Being a parent is the most rewarding job in the entire world. But according to a new study, it’s also more exhausting! Can you relate? I know I can!
The study, which came from Pew Research Center, took a look at the differences in reward and energy perception of parents. Specifically, they were comparing the energy and reward perception of work-related responsibilities and childcare responsibilities.
Based on an analysis of information gathered by the Bureau of Labor Statistics in a 2010 American Time Use Survey, the information asked respondents to answer questions via a “time diary.” The diary helped gauge how each person’s time was spent, and how they felt about it at that time.

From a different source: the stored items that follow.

#![forbid(unsafe_code)]

use super::super::support::ts_ms_to_rfc3339;
use std::collections::BTreeMap;
use tg_core::Row;
use tg_core::ids::{ActorId, RecordId, TableName};

/// Snapshot of everything one delete removed.
#[derive(Clone, Debug, PartialEq)]
pub struct UndoEntry {
    pub id: i64,
    pub actor_id: ActorId,
    pub created_at_ms: i64,
    pub source_table: TableName,
    pub record_id: RecordId,
    pub description: String,
    pub affected_rows: usize,
    /// Table name to full rows, captured before deletion.
    pub snapshot: BTreeMap<String, Vec<Row>>,
}

impl UndoEntry {
    pub fn created_at_rfc3339(&self) -> String {
        ts_ms_to_rfc3339(self.created_at_ms)
    }

    pub fn tables(&self) -> impl Iterator<Item = &str> {
        self.snapshot.keys().map(String::as_str)
    }
}

#[derive(Clone, Debug, PartialEq, Eq)]
pub struct RestoreResult {
    pub success: bool,
    pub restored: Vec<(String, RecordId)>,
    pub failed_tables: Vec<String>,
}
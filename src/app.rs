use dioxus::prelude::*;
use time::OffsetDateTime;
use tracing::{info, warn};

use crate::{
    config,
    domain::{AppState, DashboardView},
    infra::aggregator::Aggregator,
    ui::{
        components::toast::{push_toast, Toast, ToastKind, ToastMessage},
        pages::{DashboardPage, DiagnosticsPage},
        shell::Shell,
    },
    util::{
        assets,
        persistence::{load_persisted_state, save_persisted_state},
    },
};

#[derive(Routable, Clone, PartialEq)]
pub enum Route {
    #[route("/")]
    Dashboard {},
    #[route("/diagnostics")]
    Diagnostics {},
}

/// One aggregation result as the views see it.
#[derive(Clone, Debug, PartialEq)]
pub struct LoadedView {
    pub view: DashboardView,
    pub backend_configured: bool,
    pub fetched_at: OffsetDateTime,
}

#[component]
pub fn App() -> Element {
    let mut state = use_signal(AppState::default);
    use_hook(move || {
        if let Some(saved) = load_persisted_state() {
            state.with_mut(|st| st.apply_persisted(saved));
        }
    });
    use_context_provider(|| state);

    let toasts = use_signal(Vec::<ToastMessage>::new);
    use_context_provider(|| toasts);

    // Only these two fields trigger a refetch; range edits stay local.
    let diagnostics = use_memo(move || state.read().diagnostics);
    let refresh = use_memo(move || state.read().refresh);

    let view = use_resource(move || {
        let diagnostics = diagnostics();
        let _ = refresh();
        async move {
            state.with_mut(|st| st.loading = true);
            let loaded = load_view(diagnostics, toasts).await;
            state.with_mut(|st| st.loading = false);
            loaded
        }
    });
    use_context_provider(|| view);

    use_effect(move || {
        let Some(loaded) = view.read().as_ref().cloned() else {
            return;
        };
        let needs_seed = {
            let st = state.peek();
            st.range_from.is_empty() || st.range_to.is_empty()
        };
        if needs_seed {
            let year = loaded.fetched_at.year();
            state.with_mut(|st| {
                st.seed_range(&loaded.view.monthly_series, year);
            });
        }
    });

    rsx! {
        document::Style { "{assets::main_css()}" }
        Router::<Route> {}
        Toast {}
    }
}

pub fn persist_user_state(state: &Signal<AppState>, toasts: Signal<Vec<ToastMessage>>) {
    let snapshot = state.with(|st| st.to_persisted());
    if let Err(err) = save_persisted_state(&snapshot) {
        warn!("[state] failed to persist preferences: {err}");
        push_toast(toasts, ToastKind::Error, format!("Could not save preferences: {err}"));
    }
}

async fn load_view(diagnostics: bool, toasts: Signal<Vec<ToastMessage>>) -> LoadedView {
    let config = config::load();
    let backend_configured = config.base_url.is_some();

    let view = match Aggregator::new(config) {
        Ok(aggregator) => aggregator.get_dashboard_view(diagnostics).await,
        Err(err) => {
            warn!("[app] {err}");
            push_toast(toasts, ToastKind::Error, format!("Dashboard unavailable: {err}"));
            DashboardView::default()
        }
    };

    if !backend_configured {
        push_toast(
            toasts,
            ToastKind::Info,
            format!("No backend configured. Set {} or base_url in config.toml.", config::ENV_BASE_URL),
        );
    }
    info!("[app] dashboard loaded (diagnostics={diagnostics}, empty={})", view.is_empty());

    LoadedView {
        view,
        backend_configured,
        fetched_at: OffsetDateTime::now_utc(),
    }
}

#[component]
pub fn Dashboard() -> Element {
    rsx! { Shell { DashboardPage {} } }
}

#[component]
pub fn Diagnostics() -> Element {
    rsx! { Shell { DiagnosticsPage {} } }
}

“This is an objective measure,” Wendy Wang, the Pew researchers who wrote the report told Reuter’s Health. “It does capture the exact feeling that parents experience in these different types of daily activities.”

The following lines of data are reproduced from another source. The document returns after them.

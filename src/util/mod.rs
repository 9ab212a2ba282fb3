use std::sync::atomic::{AtomicUsize, Ordering};

pub mod assets;
pub mod logging;
pub mod persistence;
pub mod version;

static ID_COUNTER: AtomicUsize = AtomicUsize::new(1);

/// Process-unique id for transient UI items.
pub fn generate_id(prefix: &str) -> String {
    let value = ID_COUNTER.fetch_add(1, Ordering::Relaxed);
    format!("{prefix}-{value}")
}
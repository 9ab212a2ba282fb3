//! Local stand-in for the statistics backend, used by the async tests.
//!
//! Runs as tasks on the calling test's tokio runtime. Every response closes
//! its connection, so no request ever waits behind another on a reused
//! socket.

use std::{
    collections::HashMap,
    sync::{Arc, Mutex},
    time::Duration,
};

use reqwest::{StatusCode, Url};
use tokio::{
    io::{AsyncBufReadExt, AsyncWriteExt, BufReader},
    net::{TcpListener, TcpStream},
};

const HANG_FOR: Duration = Duration::from_secs(10);

#[derive(Clone, Debug)]
pub enum Reply {
    Body {
        status: u16,
        body: String,
        content_type: &'static str,
    },
    /// Never answers within any reasonable test timeout.
    Hang,
    /// Hangs on the first hit, answers 200 with the JSON body afterwards.
    HangOnce(String),
}

impl Reply {
    pub fn json(status: u16, body: &str) -> Self {
        Reply::Body {
            status,
            body: body.to_string(),
            content_type: "application/json",
        }
    }

    pub fn raw(status: u16, body: &str) -> Self {
        Reply::Body {
            status,
            body: body.to_string(),
            content_type: "text/plain",
        }
    }
}

type Routes = Arc<HashMap<String, Reply>>;
type Hits = Arc<Mutex<HashMap<String, usize>>>;

pub struct MockUpstream {
    base: Url,
    hits: Hits,
}

impl MockUpstream {
    /// Bind an ephemeral port and start answering. Must be called inside a
    /// tokio runtime; the server stops when that runtime shuts down.
    pub fn start(routes: Vec<(&str, Reply)>) -> Self {
        let listener = std::net::TcpListener::bind("127.0.0.1:0").expect("bind mock upstream");
        listener
            .set_nonblocking(true)
            .expect("non-blocking mock listener");
        let port = listener.local_addr().expect("mock upstream address").port();
        let listener = TcpListener::from_std(listener).expect("register mock listener");
        let base = Url::parse(&format!("http://127.0.0.1:{port}/")).expect("mock base url");

        let routes: Routes = Arc::new(
            routes
                .into_iter()
                .map(|(path, reply)| (path.to_string(), reply))
                .collect(),
        );
        let hits: Hits = Arc::default();
        tokio::spawn(accept_loop(listener, routes, Arc::clone(&hits)));

        Self { base, hits }
    }

    pub fn base(&self) -> &Url {
        &self.base
    }

    pub fn url(&self, path: &str) -> Url {
        self.base
            .join(path.trim_start_matches('/'))
            .expect("mock route url")
    }

    pub fn hits(&self, path: &str) -> usize {
        self.hits
            .lock()
            .expect("hits lock")
            .get(path)
            .copied()
            .unwrap_or(0)
    }

    pub fn total_hits(&self) -> usize {
        self.hits.lock().expect("hits lock").values().sum()
    }
}

async fn accept_loop(listener: TcpListener, routes: Routes, hits: Hits) {
    while let Ok((stream, _)) = listener.accept().await {
        tokio::spawn(answer(stream, Arc::clone(&routes), Arc::clone(&hits)));
    }
}

async fn answer(stream: TcpStream, routes: Routes, hits: Hits) {
    let mut reader = BufReader::new(stream);
    let Some(path) = read_request_path(&mut reader).await else {
        return;
    };

    let hit = {
        let mut hits = hits.lock().expect("hits lock");
        let count = hits.entry(path.clone()).or_insert(0);
        *count += 1;
        *count
    };

    let (status, body, content_type) = match routes.get(&path).cloned() {
        None => (404, r#"{"error":"not found"}"#.to_string(), "application/json"),
        Some(Reply::Body {
            status,
            body,
            content_type,
        }) => (status, body, content_type),
        Some(Reply::Hang) => {
            tokio::time::sleep(HANG_FOR).await;
            (200, "{}".to_string(), "application/json")
        }
        Some(Reply::HangOnce(body)) => {
            if hit == 1 {
                tokio::time::sleep(HANG_FOR).await;
            }
            (200, body, "application/json")
        }
    };

    let reason = StatusCode::from_u16(status)
        .ok()
        .and_then(|code| code.canonical_reason())
        .unwrap_or("Unknown");
    let response = format!(
        "HTTP/1.1 {status} {reason}\r\n\
         Content-Type: {content_type}\r\n\
         Content-Length: {}\r\n\
         Connection: close\r\n\r\n{body}",
        body.len()
    );

    let mut stream = reader.into_inner();
    let _ = stream.write_all(response.as_bytes()).await;
    let _ = stream.shutdown().await;
}

/// Path of the request line with any query dropped, once the headers have
/// been read in full.
async fn read_request_path(reader: &mut BufReader<TcpStream>) -> Option<String> {
    let mut request_line = String::new();
    if reader.read_line(&mut request_line).await.ok()? == 0 {
        return None;
    }
    loop {
        let mut line = String::new();
        if reader.read_line(&mut line).await.ok()? == 0 {
            return None;
        }
        if line.trim_end().is_empty() {
            break;
        }
    }

    let target = request_line.split_whitespace().nth(1)?;
    Some(target.split('?').next().unwrap_or(target).to_string())
}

Overall, parents who had children under the age of 18 rated childcare responsibilities more exhausting, but also more rewarding than work-related responsibilities. More specifically, 12 percent of all parenting responsibilities were rated as “very tiring” by parents, while only about 5 percent of work-related responsibilities were rated the same. However, 62 percent of parents also said that their childcare experiences were “very meaningful” – a statement made of only about 36 percent of parents regarding their work related activities.
“It’s so true; just managing the kids’ schedule is exhausting,” Jennifer Davidson Patykiewicz, a 36-year-old mother of three (ages 3, 7 and 9) from Kansas City told Reuters. Jennifer worked for seven years as a pharmacist, but ended up leaving her job in September to care for her children full-time. Now she spends her day transporting children, cleaning her home, and helping with homework. “It’s definitely more rewarding for sure, but also more of a challenge.”
And for mothers like Jennifer, the challenge may be a bit more than what full-time fathers face, the Pew report suggests. Mothers reported feeling greater levels of exhaustion than fathers. And, when looking at specific activities, it seems that mothers allocate their time differently than dads. For example, mothers spent more time doing housework than dads (31 hours per week versus 17 hours) and had fewer hours of leisure time (3 hours more per week for dads than moms). It all comes down to one conclusion, Wang says.
“Overall, Mom is doing more,” she told Reuters.
But, interestingly enough, there was one area where there didn’t seem to be anywhere near the gap in time spent: actual time interacting with the children. Both parents spent about the same amount of time playing with their children and about two hours per week in recreational-type childcare activities. Now THAT is something we can definitely feel good about, and it’s just one of those activities that makes all that work so wonderfully worth it. Wouldn’t you agree?